8.5           “Retirement” or “Retires” means Separation from Service, for reasons other than death or Disability, on or after attaining normal retirement age or early retirement age as defined in the most applicable qualified retirement plan sponsored by the Related Company that employed  the Participant immediately preceding the Separation from Service, without regard to whether the Participant is a participant in such plan, or if the employer Related Company does not sponsor such retirement plan, on or after attaining Normal Retirement Age or Early Retirement Age as defined in the Minnesota Power and Affiliated Companies Retirement Plan A, without regard to whether the Participant is a participant under the Minnesota Power and Affiliated Companies Retirement Plan A.
 
8.6            Separation from Service” means that the Participant terminates employment within the meaning of Treasury Regulations section 1.409A-1(h) and other applicable guidance with all Related Companies.  Whether a termination of employment has occurred is determined under the facts and circumstances, and a termination of employment shall occur if all Related Companies and the Participant reasonably anticipate that no further services shall be performed after a certain date or that the level of bona fide services the Participant shall perform after such date (as an employee or an independent contractor) shall permanently decrease to no more than 20 percent of the average level of bona fide services performed (whether as an employee or an independent contractor) over the immediately preceding 36-month period (or the full period of services to the Related Companies if the Participant has been providing services to the Related Companies less than 36 months).  A Participant shall not be considered to separate from service during a bona fide leave of absence for less than six (6) months or longer if the Participant retains a right to reemployment with any Related Company by contract or statute.  With respect to disability leave, a Participant shall not be considered to separate from service for 29 months unless the Participant otherwise terminates employment or is terminated by all Related Companies.
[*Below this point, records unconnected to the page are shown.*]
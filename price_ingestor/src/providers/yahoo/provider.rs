use std::{num::NonZeroU32, time::Duration};

use async_trait::async_trait;
use governor::{DefaultDirectRateLimiter, Quota, RateLimiter};
use reqwest::{Client, Url};
use snafu::{OptionExt, ResultExt};
use tracing::debug;

use crate::{
    models::{date_range::DateRange, session::SessionSeries},
    providers::{
        ApiSnafu, ClientBuildSnafu, DataProvider, DecodeSnafu, InvalidBaseUrlSnafu, ProviderError,
        ProviderInitError, ReqwestSnafu, ValidationSnafu,
        yahoo::{SOURCE, params::ChartParams, response::ChartResponse},
    },
    utils::truncate_message,
};

const BASE_URL: &str = "https://query1.finance.yahoo.com/v8/finance/chart/";

// The chart endpoint rejects requests without a browser-like agent.
const USER_AGENT: &str = "Mozilla/5.0 (X11; Linux x86_64) AppleWebKit/537.36 (KHTML, like Gecko) Chrome/124.0 Safari/537.36";

const REQUEST_TIMEOUT: Duration = Duration::from_secs(30);

pub struct YahooProvider {
    client: Client,
    base_url: Url,
    limiter: DefaultDirectRateLimiter,
}

impl YahooProvider {
    /// Creates a provider against the public chart endpoint, paced to at most
    /// `requests_per_second`.
    pub fn new(requests_per_second: NonZeroU32) -> Result<Self, ProviderInitError> {
        Self::with_base_url(BASE_URL, requests_per_second)
    }

    /// Same as [`YahooProvider::new`] but against another host, e.g. a proxy or a local stub.
    pub fn with_base_url(
        base_url: &str,
        requests_per_second: NonZeroU32,
    ) -> Result<Self, ProviderInitError> {
        let base_url = Url::parse(base_url).map_err(|e| {
            InvalidBaseUrlSnafu {
                url: base_url,
                message: e.to_string(),
            }
            .build()
        })?;
        if base_url.cannot_be_a_base() {
            return InvalidBaseUrlSnafu {
                url: base_url.as_str(),
                message: "not a hierarchical URL",
            }
            .fail();
        }

        let client = Client::builder()
            .user_agent(USER_AGENT)
            .timeout(REQUEST_TIMEOUT)
            .build()
            .context(ClientBuildSnafu)?;

        Ok(Self {
            client,
            base_url,
            limiter: RateLimiter::direct(Quota::per_second(requests_per_second)),
        })
    }

    fn chart_url(&self, symbol: &str) -> Result<Url, ProviderError> {
        let mut url = self.base_url.clone();
        url.path_segments_mut()
            .ok()
            .context(ValidationSnafu {
                message: format!("cannot append {symbol} to {}", self.base_url),
            })?
            .pop_if_empty()
            .push(symbol);
        Ok(url)
    }
}

#[async_trait]
impl DataProvider for YahooProvider {
    fn source(&self) -> &'static str {
        SOURCE
    }

    async fn fetch_daily(
        &self,
        symbol: &str,
        range: DateRange,
    ) -> Result<SessionSeries, ProviderError> {
        if symbol.trim().is_empty() {
            return ValidationSnafu {
                message: "symbol must not be empty",
            }
            .fail();
        }

        let url = self.chart_url(symbol)?;
        let params = ChartParams::daily(range);

        self.limiter.until_ready().await;
        debug!(symbol, period1 = params.period1, period2 = params.period2, "requesting yahoo chart");

        let response = self
            .client
            .get(url)
            .query(&params)
            .send()
            .await
            .context(ReqwestSnafu)?;
        let status = response.status();
        let body = response.text().await.context(ReqwestSnafu)?;

        if !status.is_success() {
            // Unknown symbols come back as 404 with a structured chart.error body.
            if let Ok(chart) = serde_json::from_str::<ChartResponse>(&body) {
                if chart.chart.error.is_some() {
                    return chart.into_series(symbol, range);
                }
            }
            return ApiSnafu {
                message: format!("HTTP {status}: {}", truncate_message(&body, 200)),
            }
            .fail();
        }

        let chart: ChartResponse = serde_json::from_str(&body).context(DecodeSnafu)?;
        chart.into_series(symbol, range)
    }
}
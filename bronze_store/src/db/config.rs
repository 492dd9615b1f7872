//! Connection settings for the bronze PostgreSQL database.

use std::fmt::Write as _;

use secrecy::{ExposeSecret, SecretString};
use shared_utils::env::{
    MissingEnvVarError, get_env_var, get_env_var_or, or_default, required,
};
use thiserror::Error;

pub const ENV_HOST: &str = "POSTGRES_HOST";
pub const ENV_PORT: &str = "POSTGRES_PORT";
pub const ENV_USER: &str = "POSTGRES_USER";
pub const ENV_PASSWORD: &str = "POSTGRES_PASSWORD";
pub const ENV_DB: &str = "POSTGRES_DB";
pub const ENV_POOL_SIZE: &str = "POSTGRES_POOL_SIZE";

pub const DEFAULT_PORT: u16 = 5432;
pub const DEFAULT_POOL_SIZE: usize = 4;

#[derive(Debug, Error, PartialEq, Eq)]
pub enum ConfigError {
    #[error(transparent)]
    Missing(#[from] MissingEnvVarError),

    #[error("Invalid value for {name}: {value:?} ({reason})")]
    Invalid {
        name: &'static str,
        value: String,
        reason: String,
    },
}

/// Everything needed to open connections to the bronze database.
#[derive(Debug)]
pub struct DbConfig {
    pub host: String,
    pub port: u16,
    pub user: String,
    pub password: SecretString,
    pub database: String,
    pub pool_size: usize,
}

/// Variables as read, before parsing. Defaults are already applied.
struct RawSettings {
    host: String,
    port: String,
    user: String,
    password: String,
    database: String,
    pool_size: String,
}

impl DbConfig {
    /// Reads the `POSTGRES_*` variables from the process environment.
    pub fn from_env() -> Result<Self, ConfigError> {
        Self::from_raw(RawSettings {
            host: get_env_var(ENV_HOST)?,
            user: get_env_var(ENV_USER)?,
            database: get_env_var(ENV_DB)?,
            port: get_env_var_or(ENV_PORT, &DEFAULT_PORT.to_string()),
            password: get_env_var_or(ENV_PASSWORD, ""),
            pool_size: get_env_var_or(ENV_POOL_SIZE, &DEFAULT_POOL_SIZE.to_string()),
        })
    }

    /// Builds the config from an arbitrary variable lookup.
    ///
    /// Host, user and database are required; blank values count as missing.
    pub fn from_lookup<F>(lookup: F) -> Result<Self, ConfigError>
    where
        F: Fn(&str) -> Option<String>,
    {
        Self::from_raw(RawSettings {
            host: required(ENV_HOST, lookup(ENV_HOST))?,
            user: required(ENV_USER, lookup(ENV_USER))?,
            database: required(ENV_DB, lookup(ENV_DB))?,
            port: or_default(lookup(ENV_PORT), &DEFAULT_PORT.to_string()),
            password: or_default(lookup(ENV_PASSWORD), ""),
            pool_size: or_default(lookup(ENV_POOL_SIZE), &DEFAULT_POOL_SIZE.to_string()),
        })
    }

    fn from_raw(raw: RawSettings) -> Result<Self, ConfigError> {
        let port = parse(ENV_PORT, &raw.port)?;
        let pool_size = parse(ENV_POOL_SIZE, &raw.pool_size)?;
        if pool_size == 0 {
            return Err(ConfigError::Invalid {
                name: ENV_POOL_SIZE,
                value: raw.pool_size,
                reason: "pool size must be at least 1".into(),
            });
        }

        Ok(Self {
            host: raw.host.trim().to_string(),
            port,
            user: raw.user.trim().to_string(),
            password: SecretString::new(raw.password.into()),
            database: raw.database.trim().to_string(),
            pool_size,
        })
    }

    /// libpq-style `key=value` connection string. Holds the password, so it
    /// stays wrapped until handed to the driver.
    pub fn database_url(&self) -> SecretString {
        let mut url = String::new();
        let port = self.port.to_string();
        let pairs = [
            ("host", self.host.as_str()),
            ("port", port.as_str()),
            ("user", self.user.as_str()),
            ("password", self.password.expose_secret()),
            ("dbname", self.database.as_str()),
        ];
        for (key, value) in pairs {
            if key == "password" && value.is_empty() {
                continue;
            }
            if !url.is_empty() {
                url.push(' ');
            }
            let _ = write!(url, "{key}={}", quote(value));
        }
        SecretString::new(url.into())
    }

    /// `host:port/database`, safe to log.
    pub fn display_target(&self) -> String {
        format!("{}:{}/{}", self.host, self.port, self.database)
    }
}

fn parse<T>(name: &'static str, raw: &str) -> Result<T, ConfigError>
where
    T: std::str::FromStr,
    T::Err: std::fmt::Display,
{
    raw.trim().parse().map_err(|e: T::Err| ConfigError::Invalid {
        name,
        value: raw.to_string(),
        reason: e.to_string(),
    })
}

fn quote(value: &str) -> String {
    let escaped = value.replace('\\', "\\\\").replace('\'', "\\'");
    format!("'{escaped}'")
}
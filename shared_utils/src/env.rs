use thiserror::Error;

/// An environment variable required by the application is not set.
///
/// A variable that is present but blank counts as missing.
#[derive(Debug, Error, PartialEq, Eq)]
#[error("Missing environment variable: {0}")]
pub struct MissingEnvVarError(pub String);

/// Reads an environment variable, returning a structured error if it's missing.
///
/// This is a thin wrapper around `std::env::var` that provides a more
/// ergonomic and specific error type for missing variables.
///
/// # Arguments
/// * `name` - The name of the environment variable to read.
pub fn get_env_var(name: &str) -> Result<String, MissingEnvVarError> {
    required(name, std::env::var(name).ok())
}

/// Reads an environment variable, falling back to `default` when it is unset or blank.
pub fn get_env_var_or(name: &str, default: &str) -> String {
    or_default(std::env::var(name).ok(), default)
}

/// Turns an already looked-up value into a required one.
///
/// Shared by [`get_env_var`] and by callers that resolve variables through
/// their own lookup function (e.g. a map in tests).
pub fn required(name: &str, value: Option<String>) -> Result<String, MissingEnvVarError> {
    match value {
        Some(v) if !v.trim().is_empty() => Ok(v),
        _ => Err(MissingEnvVarError(name.to_string())),
    }
}

/// Returns `value` unless it is unset or blank, in which case `default` is used.
pub fn or_default(value: Option<String>, default: &str) -> String {
    match value {
        Some(v) if !v.trim().is_empty() => v,
        _ => default.to_string(),
    }
}
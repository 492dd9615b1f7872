//! Inclusive calendar-date range used for every fetch request.

use chrono::{Days, NaiveDate};
use serde::{Deserialize, Serialize};
use thiserror::Error;

#[derive(Debug, Error, PartialEq, Eq)]
#[error("start date {start} is after end date {end}")]
pub struct InvalidDateRange {
    pub start: NaiveDate,
    pub end: NaiveDate,
}

/// Trading-session dates `start..=end`. Both bounds are inclusive.
#[derive(Debug, Clone, Copy, PartialEq, Eq, Serialize, Deserialize)]
pub struct DateRange {
    start: NaiveDate,
    end: NaiveDate,
}

impl DateRange {
    pub fn new(start: NaiveDate, end: NaiveDate) -> Result<Self, InvalidDateRange> {
        if start > end {
            return Err(InvalidDateRange { start, end });
        }
        Ok(Self { start, end })
    }

    pub fn single_day(day: NaiveDate) -> Self {
        Self { start: day, end: day }
    }

    pub fn start(&self) -> NaiveDate {
        self.start
    }

    pub fn end(&self) -> NaiveDate {
        self.end
    }

    /// First date *after* the range, i.e. the exclusive upper bound of the
    /// equivalent half-open range `[start, end + 1)`.
    pub fn end_exclusive(&self) -> NaiveDate {
        self.end.checked_add_days(Days::new(1)).unwrap_or(NaiveDate::MAX)
    }

    pub fn contains(&self, date: NaiveDate) -> bool {
        self.start <= date && date <= self.end
    }
}
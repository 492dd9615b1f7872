//! set up migrations

use anyhow::anyhow;
use diesel::{Connection, PgConnection};
use diesel_migrations::{EmbeddedMigrations, MigrationHarness, embed_migrations};
use tracing::info;

/// Embedded Diesel migrations bundled with this crate.
///
/// They create the `bronze`, `silver` and `gold` schemas and the
/// `bronze.stock_prices` table with its uniqueness key and indexes.
pub const MIGRATIONS: EmbeddedMigrations = embed_migrations!("migrations");

/// Runs pending Diesel migrations on a PostgreSQL database at the given URL.
///
/// Returns how many migrations were applied; 0 means the schema was already current.
pub fn run_postgres(url: &str) -> anyhow::Result<usize> {
    let mut conn = PgConnection::establish(url)?;

    let applied = conn
        .run_pending_migrations(MIGRATIONS)
        .map_err(|e| anyhow!(e))?;
    for version in &applied {
        info!(%version, "applied migration");
    }

    Ok(applied.len())
}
8.7           “Specified Employee” means an Participant who is subject to the six-month delay rule described in Code section 409A(2)(B)(i), determined in accordance with guidelines adopted by the Board from time to time as permitted by Section 409A of the Code and Treasury Regulations section 1.409A-1 et seq., as they both may be amended from time to time, and other guidance issued by the Treasury Department and Internal Revenue Service thereunder.